Häufen sich Vermisstenmeldungen oder täusche ich mich? Wobei es eigentlich egal ist, ob es sich um einen subjektiven oder objektiven Eindruck handelt. Grundsätzlich ist nämlich jeder Vermisste einer zu viel. Und letzten Endes dürften die allerwenigsten Menschen, die als vermisst gemeldet werden, aus purer Lebensfreude gehandelt haben. Wichtig scheint es daher, darüber nachzudenken, warum sie von der Bildfläche verschwinden und wie ihnen geholfen werden kann. Dabei gilt die Sorge vor allem Minderjährigen.
Gelten Jugendliche als vermisst, wird stets nach ihnen gesucht. Im Gegensatz zu Erwachsenen, die ein gewisses Recht haben, ohne Angabe von Gründen unterzutauchen – vorausgesetzt, sie sind gesund und im Vollbesitz ihrer geistigen Kräfte. Was sie dabei zurücklassen, ist ein anderes Thema.
In den vergangenen Tagen wurden viele Mädchen und Jungen von der Polizei als vermisst gemeldet. Ja, nach und nach tauch(t)en sie wieder auf. Ein Schrecken mit Ende. Zum Glück. Wobei das eher an ihrem eigenen Willen als an polizeilichen Ermittlungen liegt. Über die Ursachen ihres Verschwindens erfährt man nichts.
Man kann durchaus bedauern, dass die von der Polizei veröffentlichten Vermisstenmeldungen selten Details enthalten. Das dürfte bei Minderjährigen vor allem am Jugendschutz liegen, bei Erwachsenen am Schutz ihrer Privatsphäre. Das ist eigentlich gut so, denn jede Veröffentlichung eines Fotos oder von Hintergründen bedeutet vielleicht Stigmatisierung, lebenslange Belastung. Alles richtig. Doch was wäre die bessere Lösung? Die Hilfe der Öffentlichkeit wird ja offenbar gebraucht, sonst würde es keine polizeiliche Meldung geben. Persönliche Angaben des Vermissten, vor allem ein Foto, sind dann aber absolut relevant. Das kleinere Übel sozusagen. Hauptsache, die Menschen finden den Weg zurück oder werden wieder aufgefunden – gesund.
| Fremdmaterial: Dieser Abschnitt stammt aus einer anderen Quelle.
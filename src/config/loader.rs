use std::fs;
use std::io::{BufReader, Read};
use std::path::{Path, PathBuf};

use super::core::PatternLintConfig;
use super::validation::validate_config;
use crate::error::{PatternLintError, Result};

/// File name looked up in the working directory and its ancestors.
pub const CONFIG_FILE_NAME: &str = ".patternlint.toml";

const MAX_TRAVERSAL_DEPTH: usize = 10;

pub(crate) fn read_config_file(path: &Path) -> std::result::Result<String, std::io::Error> {
    let file = fs::File::open(path)?;
    let mut reader = BufReader::new(file);
    let mut contents = String::new();
    reader.read_to_string(&mut contents)?;
    Ok(contents)
}

/// Parses and validates config from a TOML string.
pub fn parse_and_validate_config(contents: &str, path: &Path) -> Result<PatternLintConfig> {
    let config = toml::from_str::<PatternLintConfig>(contents).map_err(|e| {
        PatternLintError::config_parse(format!("failed to parse {CONFIG_FILE_NAME}: {e}"), path.to_path_buf())
    })?;
    let errors = validate_config(&config);
    if errors.is_empty() {
        return Ok(config);
    }
    let message = errors
        .iter()
        .map(ToString::to_string)
        .collect::<Vec<_>>()
        .join("; ");
    Err(PatternLintError::config(message, Some(path.to_path_buf())))
}

/// Loads an explicitly named config file. Errors propagate.
pub fn load_config_file(path: &Path) -> Result<PatternLintConfig> {
    let contents =
        read_config_file(path).map_err(|e| PatternLintError::from_io_error(e, Some(path.to_path_buf())))?;
    let config = parse_and_validate_config(&contents, path)?;
    tracing::debug!(path = %path.display(), "loaded config");
    Ok(config)
}

/// Tries one candidate path during discovery. A missing file is silent; an
/// unreadable or invalid one is logged and skipped.
pub(crate) fn try_load_config_from_path(config_path: &Path) -> Option<PatternLintConfig> {
    let contents = match read_config_file(config_path) {
        Ok(contents) => contents,
        Err(e) => {
            handle_read_error(config_path, &e);
            return None;
        }
    };

    match parse_and_validate_config(&contents, config_path) {
        Ok(config) => {
            tracing::debug!(path = %config_path.display(), "loaded config");
            Some(config)
        }
        Err(e) => {
            tracing::warn!("{e}. Using defaults.");
            None
        }
    }
}

pub(crate) fn handle_read_error(config_path: &Path, error: &std::io::Error) {
    // only log actual errors, not "file not found"
    if error.kind() != std::io::ErrorKind::NotFound {
        tracing::warn!(
            path = %config_path.display(),
            error = %error,
            "failed to read config file"
        );
    }
}

/// `start` and its ancestors, nearest first, up to `max_depth` entries.
pub fn directory_ancestors(start: PathBuf, max_depth: usize) -> impl Iterator<Item = PathBuf> {
    std::iter::successors(Some(start), |dir| {
        let mut parent = dir.clone();
        if parent.pop() {
            Some(parent)
        } else {
            None
        }
    })
    .take(max_depth)
}

/// Nearest `.patternlint.toml` at or above `start`, or the defaults.
pub fn load_config_from(start: &Path) -> PatternLintConfig {
    directory_ancestors(start.to_path_buf(), MAX_TRAVERSAL_DEPTH)
        .map(|dir| dir.join(CONFIG_FILE_NAME))
        .find_map(|path| try_load_config_from_path(&path))
        .unwrap_or_else(|| {
            tracing::debug!(
                depth = MAX_TRAVERSAL_DEPTH,
                "no config found, using defaults"
            );
            PatternLintConfig::default()
        })
}

pub fn load_config() -> PatternLintConfig {
    match std::env::current_dir() {
        Ok(dir) => load_config_from(&dir),
        Err(e) => {
            tracing::warn!("failed to get current directory: {e}. Using default config.");
            PatternLintConfig::default()
        }
    }
}

#[cfg(test)]
mod tests {
    use super::*;
    use indoc::indoc;
    use tempfile::TempDir;

    #[test]
    fn ancestors_stop_at_depth() {
        let dirs: Vec<PathBuf> = directory_ancestors(PathBuf::from("/a/b/c"), 2).collect();
        assert_eq!(dirs, vec![PathBuf::from("/a/b/c"), PathBuf::from("/a/b")]);
    }

    #[test]
    fn finds_config_in_parent_directory() {
        let root = TempDir::new().unwrap();
        let nested = root.path().join("src").join("Domain");
        fs::create_dir_all(&nested).unwrap();
        fs::write(
            root.path().join(CONFIG_FILE_NAME),
            indoc! {r#"
                [analysis]
                assembly_name = "Shop"

                [rules]
                disabled = ["TTRESG020"]

                [rules.severity]
                TTRESG032 = "error"
            "#},
        )
        .unwrap();

        let config = load_config_from(&nested);
        assert_eq!(config.analysis.assembly_name.as_deref(), Some("Shop"));
        assert!(config.rules.is_disabled("TTRESG020"));
        assert_eq!(config.rules.severity.get("TTRESG032").map(String::as_str), Some("error"));
    }

    #[test]
    fn invalid_discovered_config_falls_back_to_defaults() {
        let root = TempDir::new().unwrap();
        fs::write(
            root.path().join(CONFIG_FILE_NAME),
            "[rules]\ndisabled = [\"NOPE\"]\n",
        )
        .unwrap();
        assert_eq!(load_config_from(root.path()), PatternLintConfig::default());
    }

    #[test]
    fn explicit_config_errors_propagate() {
        let root = TempDir::new().unwrap();
        let path = root.path().join("custom.toml");
        fs::write(&path, "[fix]\nmax_iterations = 0\n").unwrap();
        let err = load_config_file(&path).unwrap_err();
        assert!(err.is_user_fixable());
        assert!(err.to_string().contains("max_iterations"));

        let missing = load_config_file(&root.path().join("missing.toml")).unwrap_err();
        assert!(!missing.is_user_fixable());
    }
}
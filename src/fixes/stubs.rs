//! Member stubs with a throwing body.

use super::TextEdit;
use crate::common::text::{detect_newline, indent_unit, indentation_at};
use crate::common::Span;
use crate::syntax::ast::TypeDecl;
use crate::syntax::SourceFile;

pub const PLACEHOLDER_BODY: &str = "throw new System.NotImplementedException();";

/// `private static T CreateInvalidItem(K key)` for an enumeration `T` with
/// key type `K`.
pub fn create_invalid_item_signature(type_name: &str, key_type: &str) -> String {
    format!("private static {type_name} CreateInvalidItem({key_type} key)")
}

/// Appends a method with `signature` as the last member of `decl`.
/// Existing members are never touched.
pub fn append_method(file: &SourceFile, decl: &TypeDecl, signature: &str) -> Option<TextEdit> {
    let close = decl.close_brace?;
    let text = &file.text;
    let before = &text[..close.start];
    let insert_at = before.trim_end().len();
    if insert_at < decl.span.start {
        return None;
    }

    let nl = detect_newline(text);
    let outer = indentation_at(text, decl.header_start());
    let indent = format!("{outer}{}", indent_unit(text));
    let unit = indent_unit(text);
    let separator = if decl.members.is_empty() {
        nl.to_string()
    } else {
        format!("{nl}{nl}")
    };
    let member = format!(
        "{separator}{indent}{signature}{nl}{indent}{{{nl}{indent}{unit}{PLACEHOLDER_BODY}{nl}{indent}}}{nl}{outer}"
    );
    Some(TextEdit::replace(Span::new(insert_at, close.start), member))
}
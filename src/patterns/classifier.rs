use super::markers::{self, bool_arg, enum_arg, find_markers, is_marker, string_arg};
use super::*;
use crate::semantic::{Compilation, Scope, TypeId};
use crate::syntax::ast::{Attribute, TypeDecl, TypeRefKind};

struct EnumContract {
    part: TypeId,
    key: ResolvedType,
    key_ref: TypeRef,
    validatable: bool,
    span: Span,
}

/// One partial part of the declaration being classified.
struct Part<'a> {
    id: TypeId,
    decl: &'a TypeDecl,
    source: &'a str,
    scope: Scope,
}

fn find_marker<'p, 'a>(parts: &'p [Part<'a>], pred: impl Fn(&Attribute) -> bool) -> Option<(&'p Part<'a>, &'a Attribute)> {
    parts
        .iter()
        .find_map(|part| part.decl.attributes().find(|a| pred(a)).map(|a| (part, a)))
}

/// Classifies a declared type from its markers and base lists.
///
/// Markers and enum contracts may sit on any partial part; all parts
/// classify the same. Options, factories and comparers are read from the
/// part carrying the pattern marker. Declarations without any recognised
/// marker yield an empty classification; the rule catalogue then reports
/// nothing for them.
pub fn classify(compilation: &Compilation, id: TypeId) -> Classification {
    let symbols = compilation.symbols();
    let ns = compilation.library().namespace.as_str();
    let mut ids = compilation.parts(id);
    if ids.is_empty() {
        ids.push(id);
    }
    let parts: Vec<Part<'_>> = ids
        .into_iter()
        .map(|part| {
            let mut scope = compilation.scope_of(part);
            scope.containing = symbols.get(part).containing;
            Part {
                id: part,
                decl: symbols.decl(part),
                source: symbols.source_of(part).text.as_str(),
                scope,
            }
        })
        .collect();

    let mut classification = Classification::default();
    let contracts: Vec<EnumContract> = parts
        .iter()
        .flat_map(|part| enum_contracts(compilation, part, ns))
        .collect();

    let union_attr = find_marker(&parts, |a| is_marker(a, markers::UNION, ns));
    let enum_attr = find_marker(&parts, |a| is_marker(a, markers::SMART_ENUM, ns));
    let keyed_attr = find_marker(&parts, |a| is_marker(a, markers::VALUE_OBJECT, ns) && a.type_args.len() == 1);
    let complex_attr = find_marker(&parts, |a| {
        is_marker(a, markers::COMPLEX_VALUE_OBJECT, ns)
            || (is_marker(a, markers::VALUE_OBJECT, ns) && a.type_args.is_empty())
    });

    let enum_home = enum_attr
        .map(|(part, _)| part)
        .or_else(|| contracts.first().and_then(|c| parts.iter().find(|p| p.id == c.part)));
    let home = union_attr
        .map(|(part, _)| part)
        .or(enum_home)
        .or(keyed_attr.map(|(part, _)| part))
        .or(complex_attr.map(|(part, _)| part))
        .or_else(|| {
            parts.iter().find(|p| {
                markers::has_marker(&p.decl.attributes, markers::OBJECT_FACTORY, ns)
                    || markers::has_marker(&p.decl.attributes, markers::VALIDATION_ERROR, ns)
            })
        });
    let Some(home) = home else {
        return classification;
    };

    classification.primary = if let Some((part, attr)) = union_attr {
        Some(PatternKind::Union(union_info(compilation, attr, &part.scope)))
    } else if let Some(part) = enum_home {
        let generation_attr = part
            .decl
            .attributes()
            .find(|a| is_marker(a, markers::ENUM_GENERATION, ns));
        let (info, issue) = smart_enum_info(
            compilation,
            part,
            enum_attr.map(|(_, a)| a),
            generation_attr,
            &contracts,
            ns,
        );
        classification.issues.extend(issue);
        Some(PatternKind::SmartEnum(info))
    } else if let Some((part, attr)) = keyed_attr {
        Some(PatternKind::KeyedValueObject(keyed_info(compilation, part, attr, ns)))
    } else {
        complex_attr.map(|(_, attr)| {
            let default_string_comparison = enum_arg(attr, "DefaultStringComparison", StringComparison::parse)
                .map(|a| a.value)
                .unwrap_or(StringComparison::Ordinal);
            PatternKind::ComplexValueObject(ComplexValueObjectInfo {
                allow_default_structs: bool_arg(attr, "AllowDefaultStructs").unwrap_or(false),
                default_string_comparison,
                operators: Some(operator_settings(attr)),
                marker_span: attr.span,
            })
        })
    };

    classification.factories = find_markers(&home.decl.attributes, markers::OBJECT_FACTORY, ns)
        .filter(|a| a.type_args.len() == 1)
        .map(|attr| object_factory(compilation, attr, &home.scope))
        .collect();

    classification.validation_error = find_markers(&home.decl.attributes, markers::VALIDATION_ERROR, ns)
        .find(|a| a.type_args.len() == 1)
        .map(|a| {
            let ty = a.type_args[0].clone();
            (compilation.resolve(&ty, &home.scope), ty, a.span)
        });
    classification.home = Some(home.id);

    if !classification.is_empty() {
        tracing::trace!(
            declaration = %symbols.qualified_name(id),
            kind = classification.primary.as_ref().map(PatternKind::name).unwrap_or("none"),
            parts = parts.len(),
            factories = classification.factories.len(),
            "classified declaration"
        );
    }
    classification
}

/// `IEnum<K>` / `IValidatableEnum<K>` entries of a part's base list.
fn enum_contracts(compilation: &Compilation, part: &Part<'_>, ns: &str) -> Vec<EnumContract> {
    let mut contracts = Vec::new();
    for base in &part.decl.base_list {
        let TypeRefKind::Named { segments, .. } = &base.kind else {
            continue;
        };
        let Some(last) = segments.last() else {
            continue;
        };
        let qualified_ok = segments.len() == 1
            || segments[..segments.len() - 1]
                .iter()
                .map(|s| s.name.text.as_str())
                .collect::<Vec<_>>()
                .join(".")
                == ns;
        if !qualified_ok || last.type_args.len() != 1 {
            continue;
        }
        let validatable = match last.name.text.as_str() {
            markers::ENUM_INTERFACE => false,
            markers::VALIDATABLE_ENUM_INTERFACE => true,
            _ => continue,
        };
        let key_ref = last.type_args[0].clone();
        contracts.push(EnumContract {
            part: part.id,
            key: compilation.resolve(&key_ref, &part.scope),
            key_ref,
            validatable,
            span: base.span,
        });
    }
    contracts
}

fn smart_enum_info(
    compilation: &Compilation,
    home: &Part<'_>,
    enum_attr: Option<&Attribute>,
    generation_attr: Option<&Attribute>,
    contracts: &[EnumContract],
    ns: &str,
) -> (SmartEnumInfo, Option<ClassificationIssue>) {
    let (decl, scope, source) = (home.decl, &home.scope, home.source);
    let attr_key = enum_attr
        .and_then(|a| a.type_args.first())
        .map(|t| (compilation.resolve(t, scope), t.clone()));

    let mut keys: Vec<&ResolvedType> = contracts.iter().map(|c| &c.key).collect();
    if let Some((key, _)) = &attr_key {
        keys.push(key);
    }
    let distinct = keys
        .iter()
        .enumerate()
        .filter(|(i, k)| !keys[..*i].contains(k))
        .count();
    // a conflicting contract on another part is reported at the name
    let issue = (distinct > 1).then(|| ClassificationIssue::IncompatibleEnumInterfaces {
        span: contracts
            .get(1)
            .filter(|c| c.part == home.id)
            .map_or(decl.name.span, |c| c.span),
    });

    let (key_type, key_type_ref) = match (&attr_key, contracts.first()) {
        (Some((key, r)), _) => (Some(key.clone()), Some(r.clone())),
        (None, Some(c)) => (Some(c.key.clone()), Some(c.key_ref.clone())),
        (None, None) => (None, None),
    };

    let is_validatable = contracts.iter().any(|c| c.validatable)
        || enum_attr.and_then(|a| bool_arg(a, "IsValidatable")).unwrap_or(false);

    // options may be written on either marker
    let option_attrs: Vec<&Attribute> = enum_attr.into_iter().chain(generation_attr).collect();
    let is_extensible = option_attrs
        .iter()
        .find_map(|a| bool_arg(a, "IsExtensible"))
        .unwrap_or(false);
    let key_property_name = option_attrs
        .iter()
        .find_map(|a| string_arg(a, "KeyPropertyName", source))
        .unwrap_or_else(|| "Key".to_string());
    let operators = option_attrs
        .iter()
        .find(|a| {
            a.named_arg("ComparisonOperators").is_some()
                || a.named_arg("EqualityComparisonOperators").is_some()
        })
        .or_else(|| option_attrs.first())
        .map(|a| operator_settings(a));

    let marker_span = enum_attr
        .map(|a| a.span)
        .or_else(|| contracts.iter().find(|c| c.part == home.id).map(|c| c.span))
        .unwrap_or(decl.name.span);

    (
        SmartEnumInfo {
            key_type,
            key_type_ref,
            is_validatable,
            is_extensible,
            key_property_name,
            operators,
            comparers: comparer_settings(compilation, decl, scope, ns),
            marker_span,
        },
        issue,
    )
}

fn keyed_info(compilation: &Compilation, home: &Part<'_>, attr: &Attribute, ns: &str) -> KeyedValueObjectInfo {
    let (decl, scope, source) = (home.decl, &home.scope, home.source);
    let key_type_ref = attr.type_args[0].clone();
    KeyedValueObjectInfo {
        key_type: compilation.resolve(&key_type_ref, scope),
        key_type_ref,
        skip_key_member: bool_arg(attr, "SkipKeyMember").unwrap_or(false),
        key_member_name: string_arg(attr, "KeyMemberName", source)
            .unwrap_or_else(|| "Value".to_string()),
        allow_default_structs: bool_arg(attr, "AllowDefaultStructs").unwrap_or(false),
        operators: Some(operator_settings(attr)),
        comparers: comparer_settings(compilation, decl, scope, ns),
        marker_span: attr.span,
    }
}

fn union_info(compilation: &Compilation, attr: &Attribute, scope: &Scope) -> UnionInfo {
    let kind = if attr.type_args.is_empty() {
        UnionKind::Regular
    } else {
        UnionKind::AdHoc {
            member_types: attr
                .type_args
                .iter()
                .map(|t| (compilation.resolve(t, scope), t.span))
                .collect(),
        }
    };
    UnionInfo {
        kind,
        marker_span: attr.span,
    }
}

fn operator_settings(attr: &Attribute) -> OperatorSettings {
    let setting = |name: &str| {
        enum_arg(attr, name, OperatorsGeneration::parse)
            .map(|a| OperatorSetting {
                level: a.value,
                arg_span: Some(a.arg_span),
                value_span: Some(a.value_span),
            })
            .unwrap_or_else(OperatorSetting::defaulted)
    };
    OperatorSettings {
        comparison: setting("ComparisonOperators"),
        equality: setting("EqualityComparisonOperators"),
        attribute_span: attr.span,
        args_span: attr.args_span,
    }
}

fn comparer_settings(compilation: &Compilation, decl: &TypeDecl, scope: &Scope, ns: &str) -> ComparerSettings {
    let mut settings = ComparerSettings::default();
    for list in &decl.attributes {
        for attr in &list.attributes {
            let slot = if is_marker(attr, markers::KEY_MEMBER_COMPARER, ns) {
                &mut settings.comparer
            } else if is_marker(attr, markers::KEY_MEMBER_EQUALITY_COMPARER, ns) {
                &mut settings.equality_comparer
            } else {
                continue;
            };
            if attr.type_args.len() != 2 || slot.is_some() {
                continue;
            }
            let key_type_ref = attr.type_args[1].clone();
            *slot = Some(ComparerMarker {
                accessor: attr.type_args[0].clone(),
                key_type: compilation.resolve(&key_type_ref, scope),
                key_type_ref,
                span: attr.span,
                list_span: list.span,
            });
        }
    }
    settings
}

fn object_factory(compilation: &Compilation, attr: &Attribute, scope: &Scope) -> ObjectFactory {
    let value_type_ref = attr.type_args[0].clone();
    let use_for_serialization = attr
        .named_arg("UseForSerialization")
        .map(|a| SerializationFrameworks::from_names(&markers::enum_member_names(&a.value)))
        .unwrap_or(SerializationFrameworks::NONE);
    ObjectFactory {
        value_type: compilation.resolve(&value_type_ref, scope),
        value_type_ref,
        use_for_serialization,
        use_with_entity_framework: bool_arg(attr, "UseWithEntityFramework").unwrap_or(false),
        use_for_model_binding: bool_arg(attr, "UseForModelBinding").unwrap_or(false),
        has_corresponding_constructor: bool_arg(attr, "HasCorrespondingConstructor")
            .unwrap_or(false),
        span: attr.span,
    }
}
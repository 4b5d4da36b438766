//! Configuration validation with error accumulation.
//!
//! Every check runs and all problems are returned together, so a user sees
//! every configuration issue in a single run.

use std::path::PathBuf;

use super::core::{IgnoreConfig, PatternLintConfig, RuleSettings, SEVERITY_NONE};
use crate::diagnostics::Severity;
use crate::error::PatternLintError;
use crate::rules::DESCRIPTORS;

/// Validate the entire config, accumulating all errors.
///
/// ```rust
/// use patternlint::config::validation::validate_config;
/// use patternlint::config::PatternLintConfig;
///
/// assert!(validate_config(&PatternLintConfig::default()).is_empty());
/// ```
pub fn validate_config(config: &PatternLintConfig) -> Vec<PatternLintError> {
    let mut errors = Vec::new();
    errors.extend(validate_rule_settings(&config.rules));
    errors.extend(validate_ignore_patterns(config.ignore.as_ref()));
    errors.extend(validate_library(config));
    if config.fix.max_iterations == 0 {
        errors.push(PatternLintError::config(
            "fix.max_iterations must be at least 1",
            None,
        ));
    }
    if let Some(format) = config.output.as_ref().and_then(|o| o.default_format.as_deref()) {
        if !matches!(format, "terminal" | "json" | "markdown") {
            errors.push(PatternLintError::config(
                format!("output.default_format: unknown format '{format}' (expected terminal, json or markdown)"),
                None,
            ));
        }
    }
    errors
}

fn is_known_rule(id: &str) -> bool {
    DESCRIPTORS.iter().any(|d| d.id.eq_ignore_ascii_case(id))
}

fn validate_rule_settings(rules: &RuleSettings) -> Vec<PatternLintError> {
    let mut errors = Vec::new();

    for id in &rules.disabled {
        if !is_known_rule(id) {
            errors.push(PatternLintError::config(
                format!("rules.disabled: unknown rule id '{id}'"),
                None,
            ));
        }
    }

    for (id, value) in &rules.severity {
        if !is_known_rule(id) {
            errors.push(PatternLintError::config(
                format!("rules.severity: unknown rule id '{id}'"),
                None,
            ));
        }
        if !value.eq_ignore_ascii_case(SEVERITY_NONE) && Severity::parse(value).is_none() {
            errors.push(PatternLintError::config(
                format!("rules.severity.{id}: invalid severity '{value}' (expected info, warning, error or none)"),
                None,
            ));
        }
    }

    errors
}

fn validate_ignore_patterns(ignore: Option<&IgnoreConfig>) -> Vec<PatternLintError> {
    let Some(ignore) = ignore else {
        return Vec::new();
    };

    ignore
        .patterns
        .iter()
        .enumerate()
        .filter_map(|(i, pattern)| {
            glob::Pattern::new(pattern).err().map(|e| {
                PatternLintError::config(
                    format!("invalid ignore pattern #{}: '{}' - {}", i + 1, pattern, e),
                    None,
                )
            })
        })
        .collect()
}

fn validate_library(config: &PatternLintConfig) -> Vec<PatternLintError> {
    let library = &config.analysis.library;
    let mut errors = Vec::new();
    for (field, value) in [
        ("assembly_name", &library.assembly_name),
        ("namespace", &library.namespace),
        ("internal_namespace", &library.internal_namespace),
    ] {
        if value.trim().is_empty() {
            errors.push(PatternLintError::config(
                format!("analysis.library.{field} must not be empty"),
                None,
            ));
        }
    }
    errors
}

/// Validate that paths exist, accumulating all path errors.
pub fn validate_paths_exist(paths: &[PathBuf]) -> Vec<PatternLintError> {
    paths
        .iter()
        .filter(|path| !path.exists())
        .map(|path| {
            PatternLintError::from_io_error(
                std::io::Error::new(std::io::ErrorKind::NotFound, "path does not exist"),
                Some(path.clone()),
            )
        })
        .collect()
}
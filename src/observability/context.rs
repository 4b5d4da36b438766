//! Thread-local context tracking for crash reports.
//!
//! Provides context information about the current analysis phase, file and
//! declaration being processed. Uses thread-local storage for per-thread
//! context (works with rayon parallel iterators) and atomic counters for
//! global progress.

use std::cell::RefCell;
use std::path::PathBuf;
use std::sync::atomic::{AtomicUsize, Ordering};

static DECLARATIONS_PROCESSED: AtomicUsize = AtomicUsize::new(0);
static DECLARATIONS_TOTAL: AtomicUsize = AtomicUsize::new(0);

thread_local! {
    pub(crate) static CURRENT_CONTEXT: RefCell<AnalysisContext> = const { RefCell::new(AnalysisContext::new()) };
}

/// Snapshot of what patternlint was doing on this thread.
#[derive(Debug, Clone, Default)]
pub struct AnalysisContext {
    pub phase: Option<AnalysisPhase>,
    pub current_file: Option<PathBuf>,
    /// Fully qualified name of the declaration under analysis
    pub current_declaration: Option<String>,
}

impl AnalysisContext {
    #[must_use]
    pub const fn new() -> Self {
        Self {
            phase: None,
            current_file: None,
            current_declaration: None,
        }
    }
}

/// Major stages of a patternlint run.
#[derive(Debug, Clone, Copy, PartialEq, Eq, serde::Serialize)]
pub enum AnalysisPhase {
    /// Discovering source files
    FileDiscovery,
    /// Lexing and parsing source files
    Parsing,
    /// Building the symbol table
    SymbolCollection,
    /// Classifying declarations into pattern kinds
    Classification,
    /// Evaluating the rule catalogue
    RuleEvaluation,
    /// Aggregating and suppressing diagnostics
    Reporting,
    /// Producing and verifying fixes
    Fixing,
    /// Writing results
    OutputGeneration,
}

impl std::fmt::Display for AnalysisPhase {
    fn fmt(&self, f: &mut std::fmt::Formatter<'_>) -> std::fmt::Result {
        let name = match self {
            Self::FileDiscovery => "file_discovery",
            Self::Parsing => "parsing",
            Self::SymbolCollection => "symbol_collection",
            Self::Classification => "classification",
            Self::RuleEvaluation => "rule_evaluation",
            Self::Reporting => "reporting",
            Self::Fixing => "fixing",
            Self::OutputGeneration => "output_generation",
        };
        f.write_str(name)
    }
}

/// RAII guard restoring the previous context on drop.
pub struct ContextGuard {
    previous: AnalysisContext,
}

impl Drop for ContextGuard {
    fn drop(&mut self) {
        CURRENT_CONTEXT.with(|ctx| {
            *ctx.borrow_mut() = self.previous.clone();
        });
    }
}

fn update_context(apply: impl FnOnce(&mut AnalysisContext)) -> ContextGuard {
    CURRENT_CONTEXT.with(|ctx| {
        let previous = ctx.borrow().clone();
        apply(&mut ctx.borrow_mut());
        ContextGuard { previous }
    })
}

/// Set the current analysis phase until the guard drops.
#[must_use]
pub fn set_phase(phase: AnalysisPhase) -> ContextGuard {
    update_context(|ctx| ctx.phase = Some(phase))
}

/// Set the current phase without a guard; it persists until changed.
pub fn set_phase_persistent(phase: AnalysisPhase) {
    CURRENT_CONTEXT.with(|ctx| {
        ctx.borrow_mut().phase = Some(phase);
    });
}

#[must_use]
pub fn set_current_file(path: impl Into<PathBuf>) -> ContextGuard {
    let path = path.into();
    update_context(|ctx| ctx.current_file = Some(path))
}

#[must_use]
pub fn set_current_declaration(name: impl Into<String>) -> ContextGuard {
    let name = name.into();
    update_context(|ctx| ctx.current_declaration = Some(name))
}

pub fn set_progress(processed: usize, total: usize) {
    DECLARATIONS_PROCESSED.store(processed, Ordering::Relaxed);
    DECLARATIONS_TOTAL.store(total, Ordering::Relaxed);
}

pub fn increment_processed() {
    DECLARATIONS_PROCESSED.fetch_add(1, Ordering::Relaxed);
}

#[must_use]
pub fn get_current_context() -> AnalysisContext {
    CURRENT_CONTEXT.with(|ctx| ctx.borrow().clone())
}

/// (processed, total) declarations.
#[must_use]
pub fn get_progress() -> (usize, usize) {
    (
        DECLARATIONS_PROCESSED.load(Ordering::Relaxed),
        DECLARATIONS_TOTAL.load(Ordering::Relaxed),
    )
}

pub fn reset_context() {
    CURRENT_CONTEXT.with(|ctx| {
        *ctx.borrow_mut() = AnalysisContext::new();
    });
}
Es bleibt aber allgemein die Frage nach der Ursache, warum Menschen überhaupt verschwinden. Was sind die Hintergründe? Mobbing? Finanzielle Nöte? Familiäre Verstimmung? Depression? Krieg? Sexueller Missbrauch? Oder Kurzschlusshandlung? Jux und Tollerei? Möglicherweise Folgen der Pandemie? Offiziell erfährt man nichts über mögliche Beweggründe.
Mitunter geben die an sich Verantwortlichen an, der vermisste Mensch benötige dringend ärztliche Hilfe oder Medikamente. Worum es dabei genau geht, bringt man ebenfalls nicht in Erfahrung. Handelt es sich um ein Mittel, um den Blutdruck zu senken, oder um ein Antidepressivum? Soll man bei Sichtung der vermissten Person sofort einen Allgemeinmediziner kontaktieren oder eher den psychologischen Notdienst? Es ist kompliziert und nicht zweckorientiert.
Fazit: Vermisstenmeldungen sollen uns nicht kaltlassen. Sie müssen aber viele weitere Stellen alarmieren. Denn hinter jeder Meldung steckt ein Hilferuf. Selbst im besten Fall bleibt ein bitterer Nachgeschmack. Nämlich, dass etwas nicht in Ordnung war oder ist im Leben dieser Menschen. Dass vielleicht ein Burnout drohte, gar ein Selbstmord. Genau deshalb verdienen Vermisstenmeldungen unser aller Aufmerksamkeit. Um zu helfen, konkret – aber vor allem nachhaltig. In erster Linie muss darüber geredet und berichtet werden – Persönlichkeitsschutz hin oder her.